Here's some example images of the problem for clarity...
Figure 1 (Above): Each Red or Green Square was originally 2 triangles, this example looks good because the triangles were small.
Figure 2 (Above): Each Red or Green Region was originally 2 triangles, this example looks bad because the triangles were small.
Figure 3 (Above): Another example with small triangles but with a much, much larger grid. Notice how much things curve on the edges. Still looks good with tessellation level of 4.
Figure 4 (Above): Another example with large triangles, only showing center 4 columns because the image is unintelligible if more columns are present. This shows how very large triangles don't get tessellated well. If I set the tessellation really really high then this comes out nice. But then I'm performing a crazy amount of tessellation on smaller triangles too.
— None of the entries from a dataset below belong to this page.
// src/planner.rs

use crate::allocation::Allocator;
use crate::config::EngineConfig;
use crate::error::{Result, SchedulerError};
use crate::models::{
    AllocationOptions, CalendarWindow, DailyConstraints, DueTopic, LearnerId, Plan, PlanId,
    PriorityResult, RepetitionRecord, StoredPlan, TopicId,
};
use crate::priority::PriorityScorer;
use crate::repetition::RepetitionTracker;
use crate::schedule::DayScheduler;
use crate::store::{PlanStore, RepetitionStore, StudyStatsSource, TopicCatalog};
use chrono::{DateTime, Duration, Utc};
use log::{debug, info};

/// Everything a caller needs to build a plan for one learner.
#[derive(Debug, Clone, PartialEq)]
pub struct PlanRequest {
    pub learner_id: LearnerId,
    pub exam_track: String,
    pub window: CalendarWindow,
    pub constraints: DailyConstraints,
    pub options: AllocationOptions,
}

/// Runs the whole pipeline: rank, allocate, schedule, persist.
#[derive(Debug, Clone, Default)]
pub struct StudyPlanner {
    tracker: RepetitionTracker,
    scorer: PriorityScorer,
    allocator: Allocator,
    scheduler: DayScheduler,
    config: EngineConfig,
}

impl StudyPlanner {
    pub fn new(config: EngineConfig) -> Result<Self> {
        config.validate()?;
        Ok(StudyPlanner {
            tracker: RepetitionTracker::new(config.repetition.clone()),
            scorer: PriorityScorer::new(config.priority.clone()),
            allocator: Allocator::new(config.allocation.clone()),
            scheduler: DayScheduler::new(config.schedule.clone()),
            config,
        })
    }

    pub fn config(&self) -> &EngineConfig {
        &self.config
    }

    pub fn tracker(&self) -> &RepetitionTracker {
        &self.tracker
    }

    pub fn record_study_event<S: RepetitionStore>(
        &self,
        store: &mut S,
        learner_id: LearnerId,
        topic_id: TopicId,
        performance_score: f64,
        now: DateTime<Utc>,
    ) -> Result<RepetitionRecord> {
        self.tracker
            .record_study_event_at(store, learner_id, topic_id, performance_score, now)
    }

    pub fn due_topics<S: RepetitionStore>(
        &self,
        store: &S,
        learner_id: LearnerId,
        now: DateTime<Utc>,
    ) -> Result<Vec<DueTopic>> {
        self.tracker
            .list_due(store, learner_id, self.config.priority.due_scan_limit, now)
    }

    pub fn rank_topics<S>(
        &self,
        store: &S,
        learner_id: LearnerId,
        exam_track: &str,
        now: DateTime<Utc>,
    ) -> Result<Vec<PriorityResult>>
    where
        S: TopicCatalog + StudyStatsSource + RepetitionStore,
    {
        self.scorer.rank_topics(store, learner_id, exam_track, now)
    }

    /// Net study minutes the window holds, weekend days scaled down.
    pub fn study_budget(&self, window: &CalendarWindow, constraints: &DailyConstraints) -> u32 {
        (0..window.total_days().max(0))
            .map(|offset| {
                constraints.target_minutes_for(
                    window.start_date + Duration::days(offset),
                    self.config.schedule.weekend_load_factor,
                )
            })
            .sum()
    }

    /// Builds a plan without persisting it.
    pub fn build_plan<S>(&self, store: &S, request: &PlanRequest, now: DateTime<Utc>) -> Result<Plan>
    where
        S: TopicCatalog + StudyStatsSource + RepetitionStore,
    {
        let window = &request.window;
        if window.start_date >= window.end_date {
            return Err(SchedulerError::InvalidDateRange {
                start: window.start_date,
                end: window.end_date,
            });
        }

        let ranked = self.rank_topics(store, request.learner_id, &request.exam_track, now)?;
        let budget = self.study_budget(window, &request.constraints);
        debug!(
            "[Planner] Learner {}: {} ranked topics, budget {} minutes over {} days",
            request.learner_id,
            ranked.len(),
            budget,
            window.total_days()
        );

        let allocations = self.allocator.allocate(&ranked, budget, &request.options)?;
        self.scheduler.generate_schedule(
            request.learner_id,
            &allocations,
            window,
            &request.constraints,
        )
    }

    /// Builds a plan and makes it the learner's only active plan.
    ///
    /// Nothing is written if any stage fails.
    pub fn generate_and_activate<S>(
        &self,
        store: &mut S,
        request: &PlanRequest,
        now: DateTime<Utc>,
    ) -> Result<(PlanId, Plan)>
    where
        S: TopicCatalog + StudyStatsSource + RepetitionStore + PlanStore,
    {
        let plan = self.build_plan(store, request, now)?;
        let plan_id = store.replace_active_plan(&plan)?;
        info!(
            "[Planner] Activated plan {} for learner {} ({} to {})",
            plan_id, request.learner_id, plan.start_date, plan.end_date
        );
        Ok((plan_id, plan))
    }

    pub fn active_plan<S: PlanStore>(
        &self,
        store: &S,
        learner_id: LearnerId,
    ) -> Result<Option<StoredPlan>> {
        Ok(store.get_active_plan(learner_id)?)
    }
}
In a Tessellation Control Shader (TCS) you have read access to every vertex in the input patch primitive. While that sounds nice on paper, if you are trying to compute the maximum edge length of a patch, it would actually mean iterating over every vertex in the patch on every TCS invocation and that's not particularly efficient.
Instead, it may be more practical to pre-compute the patch's center in object-space and determine the radius of a sphere that tightly bounds the patch. Store this bounding information as an extra vec4 attribute per-vertex, packed as shown below.
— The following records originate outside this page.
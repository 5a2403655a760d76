// src/schedule.rs

//! Day-by-day timetable construction.
//!
//! Topics are drawn round-robin across subjects, with day `d` starting at
//! subject `d mod subject_count`. Each subject hands out its topics in
//! priority order, rotating past topics already used that day and topics
//! whose sessions are spent. Slots are laid out from the preferred start
//! time and the clock only moves forward, so a day's slots never overlap.

use crate::config::ScheduleConfig;
use crate::error::{Result, SchedulerError};
use crate::models::{
    Allocation, CalendarWindow, DailyConstraints, Day, LearnerId, Plan, Slot, SlotType, SubjectId,
    TimeOfDay, TopicId,
};
use chrono::{Duration, NaiveDate, NaiveTime};
use log::{debug, info};
use std::collections::HashSet;

#[derive(Debug, Clone, Default)]
pub struct DayScheduler {
    config: ScheduleConfig,
}

/// Per-subject topic rotation with remaining session counts.
struct SubjectQueue<'a> {
    subject_id: SubjectId,
    topics: Vec<&'a Allocation>,
    remaining: Vec<u32>,
    cursor: usize,
}

impl<'a> SubjectQueue<'a> {
    fn new(subject_id: SubjectId, topics: Vec<&'a Allocation>) -> Self {
        let remaining = topics.iter().map(|a| a.session_count.max(1)).collect();
        SubjectQueue {
            subject_id,
            topics,
            remaining,
            cursor: 0,
        }
    }

    /// Next topic with sessions left that was not used today.
    ///
    /// A subject whose sessions are all spent starts a new cycle.
    fn next_topic(&mut self, used_today: &HashSet<TopicId>) -> Option<&'a Allocation> {
        if self.remaining.iter().all(|&r| r == 0) {
            debug!("[Schedule] Subject {} cycled, refilling sessions", self.subject_id);
            for (slot, topic) in self.remaining.iter_mut().zip(&self.topics) {
                *slot = topic.session_count.max(1);
            }
        }

        let len = self.topics.len();
        for step in 0..len {
            let idx = (self.cursor + step) % len;
            let topic = self.topics[idx];
            if self.remaining[idx] > 0 && !used_today.contains(&topic.topic_id) {
                self.remaining[idx] -= 1;
                self.cursor = (idx + 1) % len;
                return Some(topic);
            }
        }
        None
    }
}

impl DayScheduler {
    pub fn new(config: ScheduleConfig) -> Self {
        DayScheduler { config }
    }

    pub fn config(&self) -> &ScheduleConfig {
        &self.config
    }

    /// Lays the allocations out over every day of `window`, both ends included.
    pub fn generate_schedule(
        &self,
        learner_id: LearnerId,
        allocations: &[Allocation],
        window: &CalendarWindow,
        constraints: &DailyConstraints,
    ) -> Result<Plan> {
        if window.start_date >= window.end_date {
            return Err(SchedulerError::InvalidDateRange {
                start: window.start_date,
                end: window.end_date,
            });
        }
        if allocations.is_empty() {
            return Err(SchedulerError::NoEligibleTopics);
        }

        let mut queues = build_queues(allocations);
        let days: Vec<Day> = (0..window.total_days())
            .map(|offset| {
                let date = window.start_date + Duration::days(offset);
                self.plan_day(&mut queues, offset as usize, date, constraints)
            })
            .collect();

        let plan = Plan {
            learner_id,
            start_date: window.start_date,
            end_date: window.end_date,
            days,
        };
        info!(
            "[Schedule] Plan for learner {}: {} days, {} study minutes across {} subjects",
            learner_id,
            plan.days.len(),
            plan.total_study_minutes(),
            queues.len()
        );
        Ok(plan)
    }

    /// Length of one slot for `allocation` before the window is considered.
    pub fn slot_length(&self, allocation: &Allocation) -> u32 {
        allocation
            .session_minutes()
            .clamp(self.config.min_slot_minutes, self.config.max_slot_minutes)
    }

    fn plan_day(
        &self,
        queues: &mut [SubjectQueue<'_>],
        day_index: usize,
        date: NaiveDate,
        constraints: &DailyConstraints,
    ) -> Day {
        let target = constraints.target_minutes_for(date, self.config.weekend_load_factor);
        if constraints.window_minutes() < target {
            debug!(
                "[Schedule] {}: window of {} min cannot hold the {} min target, slots will be clipped",
                date,
                constraints.window_minutes(),
                target
            );
        }
        let candidates = self.pick_candidates(queues, day_index, target);
        let slots = self.lay_out(&candidates, constraints, target);
        let daily_goal_minutes = slots
            .iter()
            .filter(|s| !s.is_break())
            .map(|s| s.duration_minutes)
            .sum();

        debug!(
            "[Schedule] {}: target {} min, {} candidates, {} slots, {} min planned",
            date,
            target,
            candidates.len(),
            slots.len(),
            daily_goal_minutes
        );
        Day {
            date,
            slots,
            daily_goal_minutes,
        }
    }

    /// Round-robin topic selection for one day.
    ///
    /// Every pass over the subjects either picks a topic or marks a subject
    /// exhausted for the day, so at most `max_slots + subject_count` passes
    /// can happen before one of the stop conditions holds.
    fn pick_candidates<'a>(
        &self,
        queues: &mut [SubjectQueue<'a>],
        day_index: usize,
        target: u32,
    ) -> Vec<&'a Allocation> {
        let subject_count = queues.len();
        let max_slots = self.config.max_slots_per_day;
        let mut offset = day_index % subject_count;
        let mut exhausted = vec![false; subject_count];
        let mut used_today = HashSet::new();
        let mut picked: Vec<&'a Allocation> = Vec::new();
        let mut planned = 0u32;

        for _ in 0..subject_count * (max_slots + subject_count) {
            if picked.len() >= max_slots || planned >= target || exhausted.iter().all(|&e| e) {
                break;
            }
            if !exhausted[offset] {
                match queues[offset].next_topic(&used_today) {
                    Some(allocation) => {
                        used_today.insert(allocation.topic_id);
                        planned += self.slot_length(allocation);
                        picked.push(allocation);
                    }
                    None => exhausted[offset] = true,
                }
            }
            offset = (offset + 1) % subject_count;
        }
        picked
    }

    fn lay_out(
        &self,
        candidates: &[&Allocation],
        constraints: &DailyConstraints,
        target: u32,
    ) -> Vec<Slot> {
        let end = constraints.preferred_end_time;
        let mut clock = constraints.preferred_start_time;
        let mut studied = 0u32;
        let mut slots = Vec::new();

        for (i, allocation) in candidates.iter().enumerate() {
            let window_left = minutes_between(clock, end);
            if window_left == 0 || studied >= target {
                break;
            }

            let duration = self.slot_length(allocation).min(window_left);
            let time_of_day = TimeOfDay::classify(
                clock,
                self.config.morning_end_hour,
                self.config.afternoon_end_hour,
            );
            let in_tail = i + self.config.review_tail_slots >= candidates.len();
            let slot_type = if constraints.include_review_sessions
                && time_of_day == TimeOfDay::Evening
                && in_tail
            {
                SlotType::Review
            } else {
                SlotType::Study
            };

            let slot_end = clock + Duration::minutes(duration as i64);
            slots.push(Slot {
                subject_id: Some(allocation.subject_id),
                topic_id: Some(allocation.topic_id),
                start_time: clock,
                end_time: slot_end,
                duration_minutes: duration,
                slot_type,
                priority: slot_priority(allocation.priority_score),
            });
            clock = slot_end;
            studied += duration;

            let is_final = i + 1 == candidates.len();
            let pause = constraints.break_duration_minutes;
            if !is_final && studied < target && pause > 0 && minutes_between(clock, end) > pause {
                let break_end = clock + Duration::minutes(pause as i64);
                slots.push(Slot {
                    subject_id: None,
                    topic_id: None,
                    start_time: clock,
                    end_time: break_end,
                    duration_minutes: pause,
                    slot_type: SlotType::Break,
                    priority: 1,
                });
                clock = break_end;
            }
        }
        slots
    }
}

fn build_queues(allocations: &[Allocation]) -> Vec<SubjectQueue<'_>> {
    let mut grouped: Vec<(SubjectId, Vec<&Allocation>)> = Vec::new();
    for allocation in allocations {
        match grouped.iter_mut().find(|(id, _)| *id == allocation.subject_id) {
            Some((_, topics)) => topics.push(allocation),
            None => grouped.push((allocation.subject_id, vec![allocation])),
        }
    }
    grouped
        .into_iter()
        .map(|(subject_id, topics)| SubjectQueue::new(subject_id, topics))
        .collect()
}

fn minutes_between(from: NaiveTime, to: NaiveTime) -> u32 {
    (to - from).num_minutes().max(0) as u32
}

/// Maps a priority score in [0, 1] onto the 1-5 slot priority scale.
fn slot_priority(score: f64) -> u8 {
    (1.0 + (score.clamp(0.0, 1.0) * 4.0).round()) as u8
}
Pseudo-code for a TCS that computes the longest length of the patch in NDC-space
#version 420
uniform mat4 model_view_proj;
in vec4 bounding_sphere []; // xyz = center (object-space), w = radius
void main (void)
{
vec4 center = vec4 (bounding_sphere [0].xyz, 1.0f);
float radius = bounding_sphere [0].w;
// Transform object-space X extremes into clip-space
vec4 min_0 = model_view_proj * (center - vec4 (radius, 0.0f, 0.0f, 0.0f));
vec4 max_0 = model_view_proj * (center + vec4 (radius, 0.0f, 0.0f, 0.0f));
// Transform object-space Y extremes into clip-space
vec4 min_1 = model_view_proj * (center - vec4 (0.0f, radius, 0.0f, 0.0f));
vec4 max_1 = model_view_proj * (center + vec4 (0.0f, radius, 0.0f, 0.0f));
// Transform object-space Z extremes into clip-space
vec4 min_2 = model_view_proj * (center - vec4 (0.0f, 0.0f, radius, 0.0f));
vec4 max_2 = model_view_proj * (center + vec4 (0.0f, 0.0f, radius, 0.0f));
// Transform from clip-space to NDC
min_0 /= min_0.w; max_0 /= max_0.w;
min_1 /= min_1.w; max_1 /= max_1.w;
min_2 /= min_2.w; max_2 /= max_2.w;
// Calculate the distance (ignore depth) covered by all three pairs of extremes
float dist_0 = distance (min_0.xy, max_0.xy);
float dist_1 = distance (min_1.xy, max_1.xy);
float dist_2 = distance (min_2.xy, max_2.xy);
// A max_dist >= 2.0 indicates the patch spans the entire screen in one direction
float max_dist = max (dist_0, max (dist_1, dist_2));
// ...
}
If you run your 4th diagram through this TCS, you should come up with a value for max_dist very nearly 2.0, which means you need as much subdivision as possible. Meanwhile, many of the patches on the periphery of the sphere in the 3rd diagram will be close to 0.0; they don't need much subdivision.
This does not properly deal with situations where part of the patch is offscreen. You would need to clamp the NDC extremes to [-1.0,1.0] to properly handle those situations. Seemed like more trouble than it was worth.